Exercise:
Some lines in the entries contain the word "ExitCode". Copy all of them.

Input material:
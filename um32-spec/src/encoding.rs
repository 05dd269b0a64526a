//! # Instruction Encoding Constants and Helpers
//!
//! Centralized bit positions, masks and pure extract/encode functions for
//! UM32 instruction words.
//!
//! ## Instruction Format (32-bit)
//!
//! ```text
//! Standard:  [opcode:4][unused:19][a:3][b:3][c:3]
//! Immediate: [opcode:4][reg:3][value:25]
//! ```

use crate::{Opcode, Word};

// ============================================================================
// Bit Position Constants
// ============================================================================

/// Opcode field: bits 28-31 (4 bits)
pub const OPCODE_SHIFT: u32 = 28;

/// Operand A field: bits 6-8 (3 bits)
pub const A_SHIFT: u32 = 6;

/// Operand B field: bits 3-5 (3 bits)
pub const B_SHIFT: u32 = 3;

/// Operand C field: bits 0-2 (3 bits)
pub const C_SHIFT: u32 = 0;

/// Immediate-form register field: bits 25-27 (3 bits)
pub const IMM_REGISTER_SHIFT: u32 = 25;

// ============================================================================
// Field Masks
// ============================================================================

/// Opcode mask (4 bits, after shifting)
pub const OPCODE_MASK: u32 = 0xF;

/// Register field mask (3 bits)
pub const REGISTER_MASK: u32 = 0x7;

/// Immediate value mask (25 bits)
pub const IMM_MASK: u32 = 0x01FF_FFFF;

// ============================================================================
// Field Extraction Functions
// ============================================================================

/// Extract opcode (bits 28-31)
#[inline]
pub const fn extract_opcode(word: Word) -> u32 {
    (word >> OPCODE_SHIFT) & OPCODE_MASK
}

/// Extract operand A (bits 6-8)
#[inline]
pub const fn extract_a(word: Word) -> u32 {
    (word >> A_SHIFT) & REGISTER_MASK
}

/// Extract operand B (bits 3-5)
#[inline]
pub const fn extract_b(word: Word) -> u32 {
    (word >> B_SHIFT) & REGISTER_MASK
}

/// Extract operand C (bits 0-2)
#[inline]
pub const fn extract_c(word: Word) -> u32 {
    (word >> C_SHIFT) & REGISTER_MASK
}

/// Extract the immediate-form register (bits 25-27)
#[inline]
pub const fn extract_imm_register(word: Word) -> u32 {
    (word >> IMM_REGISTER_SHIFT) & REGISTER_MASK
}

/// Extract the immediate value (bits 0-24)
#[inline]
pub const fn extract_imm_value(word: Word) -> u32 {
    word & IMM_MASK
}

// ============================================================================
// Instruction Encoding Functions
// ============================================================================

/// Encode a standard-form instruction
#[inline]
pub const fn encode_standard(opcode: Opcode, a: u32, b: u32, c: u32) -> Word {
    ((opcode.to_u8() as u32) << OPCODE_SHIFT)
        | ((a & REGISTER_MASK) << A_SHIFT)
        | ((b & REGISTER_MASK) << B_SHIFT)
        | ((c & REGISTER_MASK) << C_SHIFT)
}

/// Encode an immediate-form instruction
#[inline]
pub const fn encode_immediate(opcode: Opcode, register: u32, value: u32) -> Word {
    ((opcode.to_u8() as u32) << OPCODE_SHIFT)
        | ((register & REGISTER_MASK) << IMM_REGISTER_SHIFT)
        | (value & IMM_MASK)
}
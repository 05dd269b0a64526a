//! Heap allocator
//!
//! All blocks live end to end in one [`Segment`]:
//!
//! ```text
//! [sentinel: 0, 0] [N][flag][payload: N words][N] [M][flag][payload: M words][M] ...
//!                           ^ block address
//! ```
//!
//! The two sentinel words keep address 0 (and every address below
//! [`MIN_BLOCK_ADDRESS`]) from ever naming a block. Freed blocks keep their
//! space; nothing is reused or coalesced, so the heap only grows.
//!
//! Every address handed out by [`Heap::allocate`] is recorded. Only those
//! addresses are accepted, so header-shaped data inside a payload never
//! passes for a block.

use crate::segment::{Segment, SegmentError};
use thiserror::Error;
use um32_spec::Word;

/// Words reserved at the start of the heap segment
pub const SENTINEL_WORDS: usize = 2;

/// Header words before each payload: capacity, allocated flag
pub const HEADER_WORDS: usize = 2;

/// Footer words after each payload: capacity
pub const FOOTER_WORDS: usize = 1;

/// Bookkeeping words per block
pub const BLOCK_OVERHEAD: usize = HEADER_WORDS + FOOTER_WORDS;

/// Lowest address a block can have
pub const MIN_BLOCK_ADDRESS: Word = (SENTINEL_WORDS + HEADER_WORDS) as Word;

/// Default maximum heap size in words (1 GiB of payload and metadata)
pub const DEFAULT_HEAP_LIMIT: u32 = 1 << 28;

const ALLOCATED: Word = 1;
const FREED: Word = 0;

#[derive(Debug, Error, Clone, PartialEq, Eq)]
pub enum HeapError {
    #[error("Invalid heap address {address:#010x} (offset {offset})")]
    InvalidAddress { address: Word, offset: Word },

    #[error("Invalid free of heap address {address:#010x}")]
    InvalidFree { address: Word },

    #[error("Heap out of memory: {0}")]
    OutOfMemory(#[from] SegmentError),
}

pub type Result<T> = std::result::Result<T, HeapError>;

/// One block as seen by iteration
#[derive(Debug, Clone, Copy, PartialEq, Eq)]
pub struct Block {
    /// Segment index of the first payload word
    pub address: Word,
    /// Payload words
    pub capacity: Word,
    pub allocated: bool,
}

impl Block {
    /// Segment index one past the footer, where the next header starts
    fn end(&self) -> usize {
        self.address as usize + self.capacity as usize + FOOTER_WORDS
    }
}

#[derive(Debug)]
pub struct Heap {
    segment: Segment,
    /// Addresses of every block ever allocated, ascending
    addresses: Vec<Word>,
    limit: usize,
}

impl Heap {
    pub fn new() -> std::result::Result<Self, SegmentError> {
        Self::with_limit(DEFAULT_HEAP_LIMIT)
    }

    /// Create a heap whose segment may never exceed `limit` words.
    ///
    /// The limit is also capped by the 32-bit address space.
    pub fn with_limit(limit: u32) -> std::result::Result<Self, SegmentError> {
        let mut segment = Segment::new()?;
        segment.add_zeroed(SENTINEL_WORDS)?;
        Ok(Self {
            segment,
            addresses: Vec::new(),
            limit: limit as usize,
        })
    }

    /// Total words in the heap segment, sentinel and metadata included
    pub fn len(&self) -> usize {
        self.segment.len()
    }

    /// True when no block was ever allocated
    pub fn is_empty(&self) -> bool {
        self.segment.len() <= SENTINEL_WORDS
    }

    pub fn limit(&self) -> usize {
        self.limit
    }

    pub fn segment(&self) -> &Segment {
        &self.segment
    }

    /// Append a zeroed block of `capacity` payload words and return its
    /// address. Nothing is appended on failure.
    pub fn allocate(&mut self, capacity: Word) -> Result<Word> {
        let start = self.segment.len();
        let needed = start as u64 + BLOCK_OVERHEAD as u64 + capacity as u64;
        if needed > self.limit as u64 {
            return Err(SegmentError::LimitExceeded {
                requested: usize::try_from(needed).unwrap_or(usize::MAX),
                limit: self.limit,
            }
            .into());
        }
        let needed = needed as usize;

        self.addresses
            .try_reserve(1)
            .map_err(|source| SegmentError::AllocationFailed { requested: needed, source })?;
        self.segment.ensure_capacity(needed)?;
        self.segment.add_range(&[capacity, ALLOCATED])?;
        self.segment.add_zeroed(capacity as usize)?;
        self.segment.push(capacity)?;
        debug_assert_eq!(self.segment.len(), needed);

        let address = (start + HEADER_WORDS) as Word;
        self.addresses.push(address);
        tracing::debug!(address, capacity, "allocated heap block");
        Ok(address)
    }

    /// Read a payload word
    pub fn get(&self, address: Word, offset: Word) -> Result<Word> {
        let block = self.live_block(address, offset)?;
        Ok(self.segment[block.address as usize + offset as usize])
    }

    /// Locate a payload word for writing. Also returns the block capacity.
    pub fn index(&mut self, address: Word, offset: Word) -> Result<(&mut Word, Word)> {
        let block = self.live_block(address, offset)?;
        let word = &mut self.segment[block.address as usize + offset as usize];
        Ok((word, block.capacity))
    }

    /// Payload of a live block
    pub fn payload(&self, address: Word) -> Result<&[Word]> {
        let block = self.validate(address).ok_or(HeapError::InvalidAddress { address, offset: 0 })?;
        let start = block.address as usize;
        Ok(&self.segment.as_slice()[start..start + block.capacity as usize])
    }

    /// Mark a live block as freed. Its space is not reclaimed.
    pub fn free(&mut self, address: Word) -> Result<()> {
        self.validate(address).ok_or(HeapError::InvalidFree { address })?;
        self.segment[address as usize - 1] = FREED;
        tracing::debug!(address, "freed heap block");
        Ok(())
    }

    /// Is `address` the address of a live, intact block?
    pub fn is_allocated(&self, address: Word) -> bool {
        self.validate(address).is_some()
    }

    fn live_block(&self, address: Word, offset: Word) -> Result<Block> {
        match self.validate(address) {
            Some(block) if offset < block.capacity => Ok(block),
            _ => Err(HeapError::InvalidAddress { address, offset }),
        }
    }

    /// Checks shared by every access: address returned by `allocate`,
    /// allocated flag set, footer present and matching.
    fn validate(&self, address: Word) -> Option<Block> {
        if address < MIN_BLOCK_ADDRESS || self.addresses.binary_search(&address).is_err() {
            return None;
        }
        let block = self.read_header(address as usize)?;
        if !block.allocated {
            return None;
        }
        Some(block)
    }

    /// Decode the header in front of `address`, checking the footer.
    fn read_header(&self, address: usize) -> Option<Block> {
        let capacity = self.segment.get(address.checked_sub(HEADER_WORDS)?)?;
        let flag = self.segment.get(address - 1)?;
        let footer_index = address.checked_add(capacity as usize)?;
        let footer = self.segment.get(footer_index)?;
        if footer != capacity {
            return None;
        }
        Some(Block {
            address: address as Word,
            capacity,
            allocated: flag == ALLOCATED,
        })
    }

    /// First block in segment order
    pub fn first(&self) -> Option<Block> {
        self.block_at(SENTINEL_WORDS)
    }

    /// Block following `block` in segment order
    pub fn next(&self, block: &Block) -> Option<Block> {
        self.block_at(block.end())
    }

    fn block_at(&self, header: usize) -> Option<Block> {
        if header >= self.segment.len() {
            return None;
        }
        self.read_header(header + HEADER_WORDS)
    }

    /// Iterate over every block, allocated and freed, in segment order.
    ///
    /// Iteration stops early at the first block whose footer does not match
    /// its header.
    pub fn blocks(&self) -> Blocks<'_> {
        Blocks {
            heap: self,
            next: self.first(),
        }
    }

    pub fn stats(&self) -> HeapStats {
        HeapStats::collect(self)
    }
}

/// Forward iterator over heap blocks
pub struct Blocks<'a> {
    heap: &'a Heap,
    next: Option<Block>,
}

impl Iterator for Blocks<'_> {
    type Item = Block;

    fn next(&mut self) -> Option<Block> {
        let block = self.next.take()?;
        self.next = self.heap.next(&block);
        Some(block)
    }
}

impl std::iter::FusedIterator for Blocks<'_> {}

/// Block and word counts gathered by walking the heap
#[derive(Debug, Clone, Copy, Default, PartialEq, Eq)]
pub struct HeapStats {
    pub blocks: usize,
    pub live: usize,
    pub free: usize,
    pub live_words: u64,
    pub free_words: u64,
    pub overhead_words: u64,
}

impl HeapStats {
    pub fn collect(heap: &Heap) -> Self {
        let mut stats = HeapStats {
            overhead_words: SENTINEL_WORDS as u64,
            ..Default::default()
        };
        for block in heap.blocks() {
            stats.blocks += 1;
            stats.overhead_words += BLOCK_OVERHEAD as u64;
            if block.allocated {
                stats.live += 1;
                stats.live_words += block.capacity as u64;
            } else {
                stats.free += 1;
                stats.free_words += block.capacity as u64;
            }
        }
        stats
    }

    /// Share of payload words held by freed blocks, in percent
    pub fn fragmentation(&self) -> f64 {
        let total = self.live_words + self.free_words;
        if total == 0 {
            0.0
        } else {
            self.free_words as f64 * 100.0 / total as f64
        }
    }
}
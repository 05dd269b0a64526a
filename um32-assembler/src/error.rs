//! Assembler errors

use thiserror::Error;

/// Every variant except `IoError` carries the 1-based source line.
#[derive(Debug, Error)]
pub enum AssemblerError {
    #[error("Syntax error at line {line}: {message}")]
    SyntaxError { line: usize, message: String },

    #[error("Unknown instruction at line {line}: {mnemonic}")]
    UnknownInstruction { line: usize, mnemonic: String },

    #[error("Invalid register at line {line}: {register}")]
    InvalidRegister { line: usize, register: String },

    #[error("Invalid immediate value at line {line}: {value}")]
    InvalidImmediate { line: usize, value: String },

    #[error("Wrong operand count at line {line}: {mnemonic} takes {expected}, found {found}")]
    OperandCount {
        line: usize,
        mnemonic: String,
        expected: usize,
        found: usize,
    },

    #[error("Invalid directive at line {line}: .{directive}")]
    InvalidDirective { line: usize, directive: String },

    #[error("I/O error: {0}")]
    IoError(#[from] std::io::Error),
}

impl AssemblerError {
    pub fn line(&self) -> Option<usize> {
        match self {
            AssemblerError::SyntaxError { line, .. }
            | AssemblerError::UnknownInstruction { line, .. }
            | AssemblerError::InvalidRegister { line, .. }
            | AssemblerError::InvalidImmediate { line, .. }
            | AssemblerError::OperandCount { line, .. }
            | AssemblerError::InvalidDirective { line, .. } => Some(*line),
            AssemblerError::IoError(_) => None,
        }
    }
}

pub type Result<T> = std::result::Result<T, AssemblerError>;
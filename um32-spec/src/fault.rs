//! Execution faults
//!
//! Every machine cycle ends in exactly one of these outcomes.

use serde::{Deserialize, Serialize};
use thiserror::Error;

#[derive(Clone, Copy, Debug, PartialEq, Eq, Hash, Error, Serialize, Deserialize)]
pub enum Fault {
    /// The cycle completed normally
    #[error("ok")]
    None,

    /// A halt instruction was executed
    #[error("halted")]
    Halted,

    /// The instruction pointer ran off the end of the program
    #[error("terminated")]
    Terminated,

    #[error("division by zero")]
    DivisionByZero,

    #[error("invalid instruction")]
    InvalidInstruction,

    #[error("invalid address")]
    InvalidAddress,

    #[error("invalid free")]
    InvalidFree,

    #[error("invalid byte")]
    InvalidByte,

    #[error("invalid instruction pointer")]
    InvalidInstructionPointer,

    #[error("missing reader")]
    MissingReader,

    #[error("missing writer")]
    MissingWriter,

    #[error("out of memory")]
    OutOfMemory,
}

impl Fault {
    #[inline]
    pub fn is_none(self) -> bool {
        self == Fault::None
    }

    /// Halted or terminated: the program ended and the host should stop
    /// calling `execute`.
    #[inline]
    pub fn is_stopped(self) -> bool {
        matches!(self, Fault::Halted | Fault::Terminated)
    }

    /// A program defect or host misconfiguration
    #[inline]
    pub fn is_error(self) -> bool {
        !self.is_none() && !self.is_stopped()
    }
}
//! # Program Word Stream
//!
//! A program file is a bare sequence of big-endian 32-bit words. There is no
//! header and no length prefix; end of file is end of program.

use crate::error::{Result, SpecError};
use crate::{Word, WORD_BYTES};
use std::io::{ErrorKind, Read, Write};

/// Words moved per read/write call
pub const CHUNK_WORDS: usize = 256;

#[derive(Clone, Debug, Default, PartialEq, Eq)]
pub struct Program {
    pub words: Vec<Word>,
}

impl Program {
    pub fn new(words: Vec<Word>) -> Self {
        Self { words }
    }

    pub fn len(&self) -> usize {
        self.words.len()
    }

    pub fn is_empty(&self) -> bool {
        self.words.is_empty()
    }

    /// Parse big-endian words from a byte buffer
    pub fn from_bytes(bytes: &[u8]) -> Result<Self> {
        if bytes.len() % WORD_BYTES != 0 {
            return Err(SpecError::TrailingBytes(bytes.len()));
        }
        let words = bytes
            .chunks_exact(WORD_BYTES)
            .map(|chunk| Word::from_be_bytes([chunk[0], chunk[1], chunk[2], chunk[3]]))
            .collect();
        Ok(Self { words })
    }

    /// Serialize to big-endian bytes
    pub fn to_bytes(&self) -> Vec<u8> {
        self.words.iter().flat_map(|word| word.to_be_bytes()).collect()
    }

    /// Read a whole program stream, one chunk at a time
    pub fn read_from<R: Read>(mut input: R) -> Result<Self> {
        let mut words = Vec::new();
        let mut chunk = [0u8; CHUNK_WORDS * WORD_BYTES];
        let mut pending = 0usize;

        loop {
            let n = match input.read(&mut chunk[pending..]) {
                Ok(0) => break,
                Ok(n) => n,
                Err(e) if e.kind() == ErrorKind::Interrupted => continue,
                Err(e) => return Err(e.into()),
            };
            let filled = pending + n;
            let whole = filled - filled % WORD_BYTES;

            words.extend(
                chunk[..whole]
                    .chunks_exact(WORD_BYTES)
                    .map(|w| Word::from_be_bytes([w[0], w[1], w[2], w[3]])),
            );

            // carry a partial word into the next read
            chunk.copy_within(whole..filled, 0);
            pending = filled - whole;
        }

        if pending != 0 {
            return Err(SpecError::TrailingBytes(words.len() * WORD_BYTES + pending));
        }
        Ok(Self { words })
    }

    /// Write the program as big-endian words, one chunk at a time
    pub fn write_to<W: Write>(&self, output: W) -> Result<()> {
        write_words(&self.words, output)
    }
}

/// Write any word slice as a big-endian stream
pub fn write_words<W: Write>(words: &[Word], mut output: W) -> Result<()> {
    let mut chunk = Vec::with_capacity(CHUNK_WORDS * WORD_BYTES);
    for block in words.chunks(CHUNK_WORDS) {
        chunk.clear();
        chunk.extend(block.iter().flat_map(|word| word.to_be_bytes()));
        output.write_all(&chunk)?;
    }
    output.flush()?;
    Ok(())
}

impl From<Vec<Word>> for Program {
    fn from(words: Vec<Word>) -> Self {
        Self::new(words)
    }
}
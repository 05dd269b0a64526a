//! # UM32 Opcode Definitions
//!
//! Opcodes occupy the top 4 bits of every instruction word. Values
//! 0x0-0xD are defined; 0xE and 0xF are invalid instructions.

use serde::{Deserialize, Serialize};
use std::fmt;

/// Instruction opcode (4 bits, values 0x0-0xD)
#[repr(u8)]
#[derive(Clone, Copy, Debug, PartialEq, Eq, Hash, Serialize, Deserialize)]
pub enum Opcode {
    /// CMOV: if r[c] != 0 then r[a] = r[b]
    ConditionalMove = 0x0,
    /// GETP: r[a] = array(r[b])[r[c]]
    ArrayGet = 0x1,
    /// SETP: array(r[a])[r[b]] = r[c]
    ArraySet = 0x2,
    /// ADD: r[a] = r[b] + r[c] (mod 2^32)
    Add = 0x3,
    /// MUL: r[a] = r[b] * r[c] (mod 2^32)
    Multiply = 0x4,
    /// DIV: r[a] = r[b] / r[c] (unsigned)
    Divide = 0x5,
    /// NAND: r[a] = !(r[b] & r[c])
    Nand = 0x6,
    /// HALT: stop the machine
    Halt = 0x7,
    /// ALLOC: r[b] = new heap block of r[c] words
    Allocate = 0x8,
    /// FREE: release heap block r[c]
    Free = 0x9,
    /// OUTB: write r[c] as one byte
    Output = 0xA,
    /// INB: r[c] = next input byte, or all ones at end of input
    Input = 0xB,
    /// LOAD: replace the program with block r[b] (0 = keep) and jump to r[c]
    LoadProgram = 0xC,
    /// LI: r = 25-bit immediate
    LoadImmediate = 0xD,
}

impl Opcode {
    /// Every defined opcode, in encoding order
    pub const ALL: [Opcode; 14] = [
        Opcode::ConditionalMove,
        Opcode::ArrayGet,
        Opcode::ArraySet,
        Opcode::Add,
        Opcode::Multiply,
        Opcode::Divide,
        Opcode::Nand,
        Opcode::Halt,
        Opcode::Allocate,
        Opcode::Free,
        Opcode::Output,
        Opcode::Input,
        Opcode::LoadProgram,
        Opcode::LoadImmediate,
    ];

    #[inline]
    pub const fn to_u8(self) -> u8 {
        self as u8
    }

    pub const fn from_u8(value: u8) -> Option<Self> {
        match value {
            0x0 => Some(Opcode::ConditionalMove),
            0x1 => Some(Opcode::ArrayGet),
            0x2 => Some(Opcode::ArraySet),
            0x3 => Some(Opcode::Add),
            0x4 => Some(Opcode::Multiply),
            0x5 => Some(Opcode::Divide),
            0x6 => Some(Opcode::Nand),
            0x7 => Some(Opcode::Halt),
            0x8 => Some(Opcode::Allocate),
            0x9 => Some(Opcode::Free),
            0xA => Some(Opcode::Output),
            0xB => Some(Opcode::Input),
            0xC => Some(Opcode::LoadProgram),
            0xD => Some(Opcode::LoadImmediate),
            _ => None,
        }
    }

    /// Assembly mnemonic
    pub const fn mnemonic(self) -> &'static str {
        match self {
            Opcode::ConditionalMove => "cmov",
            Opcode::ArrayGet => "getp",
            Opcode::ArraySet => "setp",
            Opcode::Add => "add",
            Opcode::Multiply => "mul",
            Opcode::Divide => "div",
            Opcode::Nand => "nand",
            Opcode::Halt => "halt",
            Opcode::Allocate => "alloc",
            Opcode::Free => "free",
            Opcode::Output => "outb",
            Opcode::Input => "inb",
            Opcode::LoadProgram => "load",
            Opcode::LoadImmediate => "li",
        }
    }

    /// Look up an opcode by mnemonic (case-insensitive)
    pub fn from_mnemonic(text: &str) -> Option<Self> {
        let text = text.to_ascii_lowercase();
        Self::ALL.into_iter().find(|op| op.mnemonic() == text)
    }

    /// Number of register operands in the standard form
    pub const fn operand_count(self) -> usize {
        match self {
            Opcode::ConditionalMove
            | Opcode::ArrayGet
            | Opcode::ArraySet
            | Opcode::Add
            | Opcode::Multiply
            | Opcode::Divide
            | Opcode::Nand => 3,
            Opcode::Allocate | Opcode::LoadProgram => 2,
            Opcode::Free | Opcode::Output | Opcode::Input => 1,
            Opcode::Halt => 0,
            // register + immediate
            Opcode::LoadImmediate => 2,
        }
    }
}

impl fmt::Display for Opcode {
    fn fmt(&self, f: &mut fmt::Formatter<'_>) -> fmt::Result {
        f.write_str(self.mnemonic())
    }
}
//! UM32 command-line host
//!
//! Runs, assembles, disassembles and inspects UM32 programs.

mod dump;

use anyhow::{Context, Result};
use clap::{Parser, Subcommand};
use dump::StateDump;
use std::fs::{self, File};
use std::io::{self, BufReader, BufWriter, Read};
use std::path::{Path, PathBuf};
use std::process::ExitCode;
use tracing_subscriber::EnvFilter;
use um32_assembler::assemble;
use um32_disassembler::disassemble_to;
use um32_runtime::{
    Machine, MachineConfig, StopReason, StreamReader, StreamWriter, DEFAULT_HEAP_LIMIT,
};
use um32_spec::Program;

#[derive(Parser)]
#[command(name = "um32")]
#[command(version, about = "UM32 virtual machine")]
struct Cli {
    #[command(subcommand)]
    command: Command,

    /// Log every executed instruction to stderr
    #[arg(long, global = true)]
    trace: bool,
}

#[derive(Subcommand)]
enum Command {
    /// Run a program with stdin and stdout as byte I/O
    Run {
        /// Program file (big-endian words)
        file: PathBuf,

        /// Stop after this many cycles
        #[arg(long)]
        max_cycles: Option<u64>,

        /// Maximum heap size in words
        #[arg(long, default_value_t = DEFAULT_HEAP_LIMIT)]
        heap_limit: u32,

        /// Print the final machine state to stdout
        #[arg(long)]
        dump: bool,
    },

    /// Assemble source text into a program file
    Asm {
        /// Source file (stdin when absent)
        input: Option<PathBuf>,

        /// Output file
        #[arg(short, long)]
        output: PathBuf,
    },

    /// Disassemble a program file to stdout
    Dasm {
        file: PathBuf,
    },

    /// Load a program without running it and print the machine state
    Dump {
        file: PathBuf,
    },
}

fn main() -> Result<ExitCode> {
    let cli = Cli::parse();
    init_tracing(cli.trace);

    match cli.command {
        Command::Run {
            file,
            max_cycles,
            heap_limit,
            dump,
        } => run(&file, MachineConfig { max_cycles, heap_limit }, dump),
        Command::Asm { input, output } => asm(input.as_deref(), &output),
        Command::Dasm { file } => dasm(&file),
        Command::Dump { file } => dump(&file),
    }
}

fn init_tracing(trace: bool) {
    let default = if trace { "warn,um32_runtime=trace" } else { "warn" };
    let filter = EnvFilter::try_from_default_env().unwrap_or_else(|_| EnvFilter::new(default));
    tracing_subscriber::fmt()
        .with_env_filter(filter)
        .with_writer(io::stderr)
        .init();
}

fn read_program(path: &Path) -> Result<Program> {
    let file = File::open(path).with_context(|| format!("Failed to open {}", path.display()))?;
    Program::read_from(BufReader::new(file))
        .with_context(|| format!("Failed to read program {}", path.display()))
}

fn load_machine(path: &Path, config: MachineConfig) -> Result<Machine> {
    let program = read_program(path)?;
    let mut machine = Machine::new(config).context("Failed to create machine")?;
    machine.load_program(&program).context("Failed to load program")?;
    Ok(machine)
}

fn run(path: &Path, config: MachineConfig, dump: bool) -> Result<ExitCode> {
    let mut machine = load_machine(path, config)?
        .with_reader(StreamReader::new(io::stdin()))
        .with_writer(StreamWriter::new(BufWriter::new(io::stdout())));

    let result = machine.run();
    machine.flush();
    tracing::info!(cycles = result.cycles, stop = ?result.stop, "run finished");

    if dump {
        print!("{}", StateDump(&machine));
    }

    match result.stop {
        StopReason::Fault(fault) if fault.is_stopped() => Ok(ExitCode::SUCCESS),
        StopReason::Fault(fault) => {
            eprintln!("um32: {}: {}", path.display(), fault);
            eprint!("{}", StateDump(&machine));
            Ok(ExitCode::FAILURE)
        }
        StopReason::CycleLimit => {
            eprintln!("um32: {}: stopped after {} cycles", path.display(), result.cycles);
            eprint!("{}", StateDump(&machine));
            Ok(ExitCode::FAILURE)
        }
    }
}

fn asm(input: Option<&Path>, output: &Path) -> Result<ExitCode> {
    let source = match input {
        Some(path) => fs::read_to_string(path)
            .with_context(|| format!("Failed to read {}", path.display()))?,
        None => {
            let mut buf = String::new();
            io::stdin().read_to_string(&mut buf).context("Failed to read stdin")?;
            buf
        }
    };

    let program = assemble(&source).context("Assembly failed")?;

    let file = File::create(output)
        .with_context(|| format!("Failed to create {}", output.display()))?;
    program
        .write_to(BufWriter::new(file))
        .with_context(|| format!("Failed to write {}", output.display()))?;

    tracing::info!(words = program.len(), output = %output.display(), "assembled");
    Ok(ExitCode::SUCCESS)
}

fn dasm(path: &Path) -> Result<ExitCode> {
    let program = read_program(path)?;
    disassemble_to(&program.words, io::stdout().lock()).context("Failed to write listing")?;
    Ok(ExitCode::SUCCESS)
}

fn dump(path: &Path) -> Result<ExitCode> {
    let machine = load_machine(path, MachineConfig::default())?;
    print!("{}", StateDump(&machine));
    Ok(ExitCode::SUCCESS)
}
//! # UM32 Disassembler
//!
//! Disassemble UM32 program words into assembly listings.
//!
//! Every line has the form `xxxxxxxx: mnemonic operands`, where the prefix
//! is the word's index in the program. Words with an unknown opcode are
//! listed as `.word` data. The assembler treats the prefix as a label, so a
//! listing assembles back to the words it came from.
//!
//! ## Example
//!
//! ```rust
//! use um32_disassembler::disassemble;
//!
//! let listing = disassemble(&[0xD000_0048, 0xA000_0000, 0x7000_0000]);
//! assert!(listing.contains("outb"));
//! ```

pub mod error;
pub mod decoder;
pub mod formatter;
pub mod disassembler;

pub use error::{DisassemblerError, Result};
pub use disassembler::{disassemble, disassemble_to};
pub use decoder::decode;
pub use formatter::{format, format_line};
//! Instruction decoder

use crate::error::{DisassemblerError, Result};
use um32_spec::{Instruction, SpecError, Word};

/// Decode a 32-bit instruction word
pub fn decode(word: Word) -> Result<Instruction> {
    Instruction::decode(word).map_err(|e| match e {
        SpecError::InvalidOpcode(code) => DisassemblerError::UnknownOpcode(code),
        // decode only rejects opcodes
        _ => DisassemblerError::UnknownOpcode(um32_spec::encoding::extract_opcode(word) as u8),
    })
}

Written solution:
use std::process::ExitCode;
fn main() -> Result<ExitCode> {
fn run(path: &Path, config: MachineConfig, dump: bool) -> Result<ExitCode> {
        StopReason::Fault(fault) if fault.is_stopped() => Ok(ExitCode::SUCCESS),
            Ok(ExitCode::FAILURE)
            Ok(ExitCode::FAILURE)
fn asm(input: Option<&Path>, output: &Path) -> Result<ExitCode> {
    Ok(ExitCode::SUCCESS)
fn dasm(path: &Path) -> Result<ExitCode> {
    Ok(ExitCode::SUCCESS)
fn dump(path: &Path) -> Result<ExitCode> {
    Ok(ExitCode::SUCCESS)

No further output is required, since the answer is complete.